> **DATASET**:

--- START ---

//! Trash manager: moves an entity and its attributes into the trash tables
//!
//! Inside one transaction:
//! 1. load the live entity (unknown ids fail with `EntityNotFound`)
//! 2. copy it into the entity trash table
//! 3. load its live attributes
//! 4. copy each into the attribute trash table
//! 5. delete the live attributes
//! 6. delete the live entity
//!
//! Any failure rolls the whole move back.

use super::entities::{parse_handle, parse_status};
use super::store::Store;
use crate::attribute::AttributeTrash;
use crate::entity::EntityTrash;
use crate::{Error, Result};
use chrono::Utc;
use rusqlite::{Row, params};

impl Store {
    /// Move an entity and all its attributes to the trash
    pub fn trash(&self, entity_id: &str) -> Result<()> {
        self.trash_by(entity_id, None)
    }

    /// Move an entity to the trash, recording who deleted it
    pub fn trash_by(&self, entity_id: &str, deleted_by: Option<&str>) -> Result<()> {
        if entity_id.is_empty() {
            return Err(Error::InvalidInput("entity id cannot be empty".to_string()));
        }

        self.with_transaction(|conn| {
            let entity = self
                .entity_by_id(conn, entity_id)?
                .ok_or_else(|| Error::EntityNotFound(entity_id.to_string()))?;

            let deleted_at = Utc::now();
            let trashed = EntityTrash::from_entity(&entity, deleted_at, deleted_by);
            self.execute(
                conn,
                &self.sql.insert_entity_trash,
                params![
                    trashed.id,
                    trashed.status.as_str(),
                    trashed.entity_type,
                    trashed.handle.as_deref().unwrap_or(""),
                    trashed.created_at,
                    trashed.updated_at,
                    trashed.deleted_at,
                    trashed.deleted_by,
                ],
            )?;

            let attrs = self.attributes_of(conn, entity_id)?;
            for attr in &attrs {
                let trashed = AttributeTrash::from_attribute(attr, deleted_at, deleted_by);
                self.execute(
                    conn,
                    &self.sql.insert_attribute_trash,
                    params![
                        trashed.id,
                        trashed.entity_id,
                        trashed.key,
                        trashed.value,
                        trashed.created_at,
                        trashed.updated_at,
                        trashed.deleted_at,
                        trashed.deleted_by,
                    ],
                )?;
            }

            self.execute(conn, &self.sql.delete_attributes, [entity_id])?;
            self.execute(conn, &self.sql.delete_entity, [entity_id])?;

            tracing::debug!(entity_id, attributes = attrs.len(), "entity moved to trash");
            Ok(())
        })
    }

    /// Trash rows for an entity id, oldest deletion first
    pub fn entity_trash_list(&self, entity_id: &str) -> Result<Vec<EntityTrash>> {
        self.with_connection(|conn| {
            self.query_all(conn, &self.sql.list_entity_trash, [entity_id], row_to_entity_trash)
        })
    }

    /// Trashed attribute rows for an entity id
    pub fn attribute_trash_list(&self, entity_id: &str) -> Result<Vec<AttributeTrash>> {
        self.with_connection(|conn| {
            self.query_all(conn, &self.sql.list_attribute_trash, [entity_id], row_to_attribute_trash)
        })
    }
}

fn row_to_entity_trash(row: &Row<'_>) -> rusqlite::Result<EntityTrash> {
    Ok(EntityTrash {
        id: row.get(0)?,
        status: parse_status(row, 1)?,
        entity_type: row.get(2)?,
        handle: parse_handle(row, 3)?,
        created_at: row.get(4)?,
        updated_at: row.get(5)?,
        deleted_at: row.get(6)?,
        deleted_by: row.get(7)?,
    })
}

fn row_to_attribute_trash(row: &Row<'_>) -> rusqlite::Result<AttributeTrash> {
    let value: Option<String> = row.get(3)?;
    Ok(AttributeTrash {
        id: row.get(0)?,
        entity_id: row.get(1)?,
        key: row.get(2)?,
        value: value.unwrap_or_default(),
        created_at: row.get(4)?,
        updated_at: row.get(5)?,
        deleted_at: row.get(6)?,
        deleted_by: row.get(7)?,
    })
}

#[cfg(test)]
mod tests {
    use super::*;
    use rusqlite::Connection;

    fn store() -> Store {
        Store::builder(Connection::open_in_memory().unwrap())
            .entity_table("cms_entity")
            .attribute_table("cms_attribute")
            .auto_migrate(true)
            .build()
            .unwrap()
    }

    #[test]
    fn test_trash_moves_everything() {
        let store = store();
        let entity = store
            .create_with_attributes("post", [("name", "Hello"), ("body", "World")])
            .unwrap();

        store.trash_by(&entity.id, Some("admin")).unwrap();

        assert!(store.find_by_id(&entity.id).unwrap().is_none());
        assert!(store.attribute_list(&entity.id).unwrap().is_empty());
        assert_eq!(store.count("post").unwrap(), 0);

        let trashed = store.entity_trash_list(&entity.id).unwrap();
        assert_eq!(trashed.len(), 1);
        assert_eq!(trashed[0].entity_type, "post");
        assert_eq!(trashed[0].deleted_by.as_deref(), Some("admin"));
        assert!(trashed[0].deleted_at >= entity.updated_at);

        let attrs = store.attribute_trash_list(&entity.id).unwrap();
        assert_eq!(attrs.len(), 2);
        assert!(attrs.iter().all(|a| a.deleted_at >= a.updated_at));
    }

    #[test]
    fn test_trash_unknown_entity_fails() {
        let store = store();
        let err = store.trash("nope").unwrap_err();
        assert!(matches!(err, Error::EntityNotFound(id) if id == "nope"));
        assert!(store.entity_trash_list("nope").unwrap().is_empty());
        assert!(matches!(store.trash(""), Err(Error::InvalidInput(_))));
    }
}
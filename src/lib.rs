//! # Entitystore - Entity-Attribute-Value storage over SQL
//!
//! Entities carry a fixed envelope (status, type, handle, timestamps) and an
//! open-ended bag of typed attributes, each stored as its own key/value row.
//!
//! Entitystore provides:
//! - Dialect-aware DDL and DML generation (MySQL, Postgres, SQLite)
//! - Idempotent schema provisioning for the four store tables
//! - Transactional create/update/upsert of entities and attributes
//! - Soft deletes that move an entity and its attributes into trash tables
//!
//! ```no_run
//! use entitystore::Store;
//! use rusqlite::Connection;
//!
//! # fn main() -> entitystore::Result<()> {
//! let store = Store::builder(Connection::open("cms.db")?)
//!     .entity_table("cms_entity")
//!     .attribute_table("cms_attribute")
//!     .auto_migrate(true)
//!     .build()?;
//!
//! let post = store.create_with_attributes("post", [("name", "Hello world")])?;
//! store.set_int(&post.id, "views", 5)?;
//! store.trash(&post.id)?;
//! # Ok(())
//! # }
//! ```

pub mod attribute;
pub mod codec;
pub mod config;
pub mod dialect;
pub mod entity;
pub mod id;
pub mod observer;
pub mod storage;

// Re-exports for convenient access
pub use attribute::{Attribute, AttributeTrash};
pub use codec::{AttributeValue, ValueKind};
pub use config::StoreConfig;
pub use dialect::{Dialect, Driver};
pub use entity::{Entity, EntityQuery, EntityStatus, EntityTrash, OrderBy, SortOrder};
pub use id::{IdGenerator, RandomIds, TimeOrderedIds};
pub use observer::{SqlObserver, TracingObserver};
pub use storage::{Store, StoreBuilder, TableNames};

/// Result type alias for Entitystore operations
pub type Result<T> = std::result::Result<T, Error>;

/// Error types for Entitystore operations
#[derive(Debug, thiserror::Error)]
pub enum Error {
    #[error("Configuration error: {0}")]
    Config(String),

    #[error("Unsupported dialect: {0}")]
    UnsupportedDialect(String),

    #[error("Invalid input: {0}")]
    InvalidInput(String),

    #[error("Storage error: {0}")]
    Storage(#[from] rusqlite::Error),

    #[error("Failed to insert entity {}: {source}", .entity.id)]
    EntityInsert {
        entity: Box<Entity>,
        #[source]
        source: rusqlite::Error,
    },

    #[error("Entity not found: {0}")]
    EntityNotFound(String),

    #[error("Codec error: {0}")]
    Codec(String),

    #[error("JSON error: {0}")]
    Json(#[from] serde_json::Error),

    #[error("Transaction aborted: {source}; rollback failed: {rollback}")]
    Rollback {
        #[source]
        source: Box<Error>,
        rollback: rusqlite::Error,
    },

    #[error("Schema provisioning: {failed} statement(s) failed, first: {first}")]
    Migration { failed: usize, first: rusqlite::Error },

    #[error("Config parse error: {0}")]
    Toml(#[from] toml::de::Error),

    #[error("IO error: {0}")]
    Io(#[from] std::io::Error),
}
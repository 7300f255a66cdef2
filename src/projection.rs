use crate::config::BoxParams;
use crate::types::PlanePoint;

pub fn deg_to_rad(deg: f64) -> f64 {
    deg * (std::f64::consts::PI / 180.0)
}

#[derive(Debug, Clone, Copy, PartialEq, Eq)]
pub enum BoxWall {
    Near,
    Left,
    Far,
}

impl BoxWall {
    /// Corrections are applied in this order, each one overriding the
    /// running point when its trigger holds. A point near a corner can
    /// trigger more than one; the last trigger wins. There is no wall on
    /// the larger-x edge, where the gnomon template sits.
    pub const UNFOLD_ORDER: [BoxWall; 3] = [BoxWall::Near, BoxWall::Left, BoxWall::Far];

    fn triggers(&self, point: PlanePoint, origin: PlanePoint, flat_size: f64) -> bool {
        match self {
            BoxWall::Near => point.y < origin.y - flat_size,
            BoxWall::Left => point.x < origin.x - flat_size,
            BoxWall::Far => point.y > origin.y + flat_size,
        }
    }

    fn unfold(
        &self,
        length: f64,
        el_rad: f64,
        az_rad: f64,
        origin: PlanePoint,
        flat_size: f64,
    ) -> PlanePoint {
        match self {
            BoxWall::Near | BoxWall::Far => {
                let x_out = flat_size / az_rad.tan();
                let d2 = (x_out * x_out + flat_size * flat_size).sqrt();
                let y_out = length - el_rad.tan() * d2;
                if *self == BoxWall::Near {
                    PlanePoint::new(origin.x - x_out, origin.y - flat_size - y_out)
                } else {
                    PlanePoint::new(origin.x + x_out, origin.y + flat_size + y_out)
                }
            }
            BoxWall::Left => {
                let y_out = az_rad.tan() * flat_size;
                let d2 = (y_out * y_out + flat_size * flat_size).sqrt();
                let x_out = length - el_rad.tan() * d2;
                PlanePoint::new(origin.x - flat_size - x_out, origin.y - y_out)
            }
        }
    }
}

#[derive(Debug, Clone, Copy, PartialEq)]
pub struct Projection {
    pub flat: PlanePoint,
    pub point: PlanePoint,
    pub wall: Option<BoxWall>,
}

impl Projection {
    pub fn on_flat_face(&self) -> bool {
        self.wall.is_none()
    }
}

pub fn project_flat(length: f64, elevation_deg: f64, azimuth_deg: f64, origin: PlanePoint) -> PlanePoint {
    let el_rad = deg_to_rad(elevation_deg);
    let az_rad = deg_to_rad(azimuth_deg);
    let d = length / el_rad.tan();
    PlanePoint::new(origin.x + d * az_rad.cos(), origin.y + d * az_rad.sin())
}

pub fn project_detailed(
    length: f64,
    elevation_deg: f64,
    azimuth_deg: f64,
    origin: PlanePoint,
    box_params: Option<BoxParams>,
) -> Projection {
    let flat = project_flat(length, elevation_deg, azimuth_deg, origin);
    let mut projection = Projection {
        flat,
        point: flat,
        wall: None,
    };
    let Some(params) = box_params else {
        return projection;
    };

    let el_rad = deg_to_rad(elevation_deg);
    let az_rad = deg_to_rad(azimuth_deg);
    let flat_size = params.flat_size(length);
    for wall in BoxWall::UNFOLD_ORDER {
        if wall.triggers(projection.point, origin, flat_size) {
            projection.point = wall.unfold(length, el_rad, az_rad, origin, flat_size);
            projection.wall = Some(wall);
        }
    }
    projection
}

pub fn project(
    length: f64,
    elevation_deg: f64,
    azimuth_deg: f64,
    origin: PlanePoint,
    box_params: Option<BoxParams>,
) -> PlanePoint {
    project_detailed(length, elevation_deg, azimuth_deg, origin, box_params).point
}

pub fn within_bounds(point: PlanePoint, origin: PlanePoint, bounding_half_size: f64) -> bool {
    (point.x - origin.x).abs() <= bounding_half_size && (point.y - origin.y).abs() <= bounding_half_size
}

--- END ---

> **WHAT YOU ARE ASKED TO DO**: For the listing above, state how many lines contain the string "Left". Give the number and nothing else.

> **SOLUTION TO THE PROBLEM**: 4